TASK REQUIREMENTS
Return the listing that follows, word for word.
• • •
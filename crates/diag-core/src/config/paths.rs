//! Install layout overrides

use serde::{Deserialize, Serialize};
use std::path::PathBuf;

/// Overrides for paths that are normally derived from the itch app-data folder
#[derive(Debug, Clone, Default, Serialize, Deserialize)]
#[serde(default)]
pub struct PathsConfig {
    /// itch application data folder (defaults to `<config dir>/itch`)
    pub app_data_dir: Option<PathBuf>,

    /// butler executable (defaults to the chosen broth version)
    pub butler_executable: Option<PathBuf>,

    /// butler database (defaults to `<app data>/db/butler.db`)
    pub database: Option<PathBuf>,
}
//! Core trait definitions

mod sink;

pub use sink::{DiagnosticSink, MemorySink, TracingSink};
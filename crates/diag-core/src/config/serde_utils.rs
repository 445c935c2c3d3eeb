//! Shared serialization/deserialization utilities for configuration
//!
//! This module provides common serde helpers used across configuration types.

/// Helper module for Duration serialization as seconds
///
/// This module serializes `std::time::Duration` as a u64 representing seconds,
/// which is more human-readable in TOML configuration files.
///
/// # Example
///
/// ```ignore
/// use std::time::Duration;
/// use serde::{Deserialize, Serialize};
///
/// #[derive(Serialize, Deserialize)]
/// struct Config {
///     #[serde(with = "diag_core::config::serde_utils::duration_secs")]
///     timeout: Duration,
/// }
/// ```
pub mod duration_secs {
    use serde::{self, Deserialize, Deserializer, Serializer};
    use std::time::Duration;

    /// Serialize a Duration as seconds (u64)
    pub fn serialize<S>(duration: &Duration, serializer: S) -> Result<S::Ok, S::Error>
    where
        S: Serializer,
    {
        serializer.serialize_u64(duration.as_secs())
    }

    /// Deserialize a Duration from seconds (u64)
    pub fn deserialize<'de, D>(deserializer: D) -> Result<Duration, D::Error>
    where
        D: Deserializer<'de>,
    {
        let secs = u64::deserialize(deserializer)?;
        Ok(Duration::from_secs(secs))
    }
}

/// Helper module for Duration serialization as milliseconds
///
/// Used for short grace periods where whole seconds are too coarse.
pub mod duration_millis {
    use serde::{self, Deserialize, Deserializer, Serializer};
    use std::time::Duration;

    /// Serialize a Duration as milliseconds (u64)
    pub fn serialize<S>(duration: &Duration, serializer: S) -> Result<S::Ok, S::Error>
    where
        S: Serializer,
    {
        serializer.serialize_u64(duration.as_millis() as u64)
    }

    /// Deserialize a Duration from milliseconds (u64)
    pub fn deserialize<'de, D>(deserializer: D) -> Result<Duration, D::Error>
    where
        D: Deserializer<'de>,
    {
        let millis = u64::deserialize(deserializer)?;
        Ok(Duration::from_millis(millis))
    }
}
• • •
OUTPUT OF THE EXERCISE
filename crates/diag-core/src/config/paths.rs
//! Install layout overrides

use serde::{Deserialize, Serialize};
use std::path::PathBuf;

/// Overrides for paths that are normally derived from the itch app-data folder
#[derive(Debug, Clone, Default, Serialize, Deserialize)]
#[serde(default)]
pub struct PathsConfig {
    /// itch application data folder (defaults to `<config dir>/itch`)
    pub app_data_dir: Option<PathBuf>,

    /// butler executable (defaults to the chosen broth version)
    pub butler_executable: Option<PathBuf>,

    /// butler database (defaults to `<app data>/db/butler.db`)
    pub database: Option<PathBuf>,
}
//! Core trait definitions

mod sink;

pub use sink::{DiagnosticSink, MemorySink, TracingSink};
filename crates/diag-core/src/config/serde_utils.rs
repository 445c935c2c3d3eeb
//! Shared serialization/deserialization utilities for configuration
//!
//! This module provides common serde helpers used across configuration types.

/// Helper module for Duration serialization as seconds
///
/// This module serializes `std::time::Duration` as a u64 representing seconds,
/// which is more human-readable in TOML configuration files.
///
/// # Example
///
/// ```ignore
/// use std::time::Duration;
/// use serde::{Deserialize, Serialize};
///
/// #[derive(Serialize, Deserialize)]
/// struct Config {
///     #[serde(with = "diag_core::config::serde_utils::duration_secs")]
///     timeout: Duration,
/// }
/// ```
pub mod duration_secs {
    use serde::{self, Deserialize, Deserializer, Serializer};
    use std::time::Duration;

    /// Serialize a Duration as seconds (u64)
    pub fn serialize<S>(duration: &Duration, serializer: S) -> Result<S::Ok, S::Error>
    where
        S: Serializer,
    {
        serializer.serialize_u64(duration.as_secs())
    }

    /// Deserialize a Duration from seconds (u64)
    pub fn deserialize<'de, D>(deserializer: D) -> Result<Duration, D::Error>
    where
        D: Deserializer<'de>,
    {
        let secs = u64::deserialize(deserializer)?;
        Ok(Duration::from_secs(secs))
    }
}

/// Helper module for Duration serialization as milliseconds
///
/// Used for short grace periods where whole seconds are too coarse.
pub mod duration_millis {
    use serde::{self, Deserialize, Deserializer, Serializer};
    use std::time::Duration;

    /// Serialize a Duration as milliseconds (u64)
    pub fn serialize<S>(duration: &Duration, serializer: S) -> Result<S::Ok, S::Error>
    where
        S: Serializer,
    {
        serializer.serialize_u64(duration.as_millis() as u64)
    }

    /// Deserialize a Duration from milliseconds (u64)
    pub fn deserialize<'de, D>(deserializer: D) -> Result<Duration, D::Error>
    where
        D: Deserializer<'de>,
    {
        let millis = u64::deserialize(deserializer)?;
        Ok(Duration::from_millis(millis))
    }
}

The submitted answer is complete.